Please keep our son in your thoughts and prayers. And thanks to everyone, both here and on Facebook, for your continued support.



  1. You are so strong. So proud of you. Now take a nap. :)

  2. Wow! What a day! What great resolve you and you wife had! I can only imagine how difficult it must have been to stick to your boundaries, and not to let your son move back in, especially with all the 'guilt lines/threats, etc' he was tossing to you. I'm praying that this will be a new beginning for both you and your wife, and most important, for your son. Take care!
    Shelley in SK

  3. You did the right thing for everyone! If you make it clear now that he is a legal adult and likely will never move back home again he will have to make better choices because there is no more caving in and there are consequences to his actions. Your logic is right on target, and so is your love for him...although he may only realize this later. WAY TO GO!!! STAY TOUGH!!!

  4. Hey man, you don't know me but I read your posts on RAA for years and then found you on Twitter. Stay strong, you're an inspiration. Guy C

  5. GOD was with you all yesterday. You knew what you had to do and had the fatih to do it. Thank you fr a great example of faith in action. You and yours are in my prayers!

  6. I am so very proud of both you and your wife.

  7. Wow,...that's all I can say ! I'm SO impressed with the strength that you & your wife both used. And I agree with Lauren's opinion about God being with all of you. It's a beautiful hand of God what some addicts in recovery do by reaching out to those struggling as your son now is.

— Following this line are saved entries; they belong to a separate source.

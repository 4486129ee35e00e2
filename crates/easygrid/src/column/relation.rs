//! Column following a dotted path into related objects

use serde_json::Value;

use super::{Column, ColumnBase};
use crate::config::ColumnConfig;
use crate::error::{GridError, Result};
use crate::filter::FilterRegistry;
use crate::row::Row;

/// Column reading a nested field such as `author.name`
///
/// The attribute is split on `.` and each segment is looked up in the
/// object found by the previous one. A missing link renders an empty cell.
#[derive(Debug)]
pub struct RelationColumn {
	base: ColumnBase,
}

impl RelationColumn {
	/// Creates a relation column
	///
	/// # Errors
	///
	/// Besides the usual resolution errors, the configuration must name an
	/// attribute path and must not carry a `value` override.
	pub fn new(config: ColumnConfig, registry: &FilterRegistry) -> Result<Self> {
		match config.attribute.as_deref() {
			None | Some("") => {
				return Err(GridError::Configuration(
					"relation column needs an attribute path".to_string(),
				));
			}
			Some(path) if path.split('.').any(str::is_empty) => {
				return Err(GridError::Configuration(format!(
					"invalid relation path '{path}'"
				)));
			}
			Some(_) => {}
		}
		if config.value.is_some() {
			return Err(GridError::Configuration(
				"relation column reads its value from the attribute path".to_string(),
			));
		}
		Ok(Self {
			base: ColumnBase::resolve(config, registry)?,
		})
	}

	/// Path segments of the attribute
	pub fn segments(&self) -> impl Iterator<Item = &str> {
		self.base.attribute().unwrap_or_default().split('.')
	}
}

impl Column for RelationColumn {
	fn base(&self) -> &ColumnBase {
		&self.base
	}

	fn value(&self, row: &dyn Row) -> Result<Value> {
		Ok(self
			.base
			.attribute()
			.and_then(|path| row.path(path))
			.cloned()
			.unwrap_or(Value::Null))
	}
}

When I read about you calling the police to remove your son,...I could relate to it so much that I felt like I could even hear your son's voice, & it brought tears to my eyes. That's a VERY tough thing for you to have to get yourself to do. Phew.
    How wonderful that your son was able to go where he can try to recover & be safe. I will continue to pray that he's really now ready to surrender & work hard on his recovery. And I also agree, deserve a nap ! Be well.

  8. I hope that I can be as good and dedicated a father to my young son as you are. You're truly inspiring.

  9. Keep doing what you need to do. Stay hopeful and look for a positive outcome. Take care of yourselves. Our LORD can work miracles.

  10. There is only one word for this post: INSPIRATIONAL

  11. First off, I am so happy that things ended this well. Like many others, it broke my heart to read your FB post after he showed up on your doorstep. It sounds like this is a great place for your son, and I will keep my fingers crossed that it works out.

    As for you and Kathy, I echo Carol's statement--I am incredibly proud of both of you. What you guys did has to be one of the toughest things parents can ever do, but you stuck to your guns and did what needed to be done.

    Now I hope everyone involved gets a little peace and happiness here for a while. All of you--your son included-- have earned it.

    Brad M.

  12. You are very strong and good parents. health of your son. you could do it and all will be good. I will pray for you and your son. I'm with you all my heart.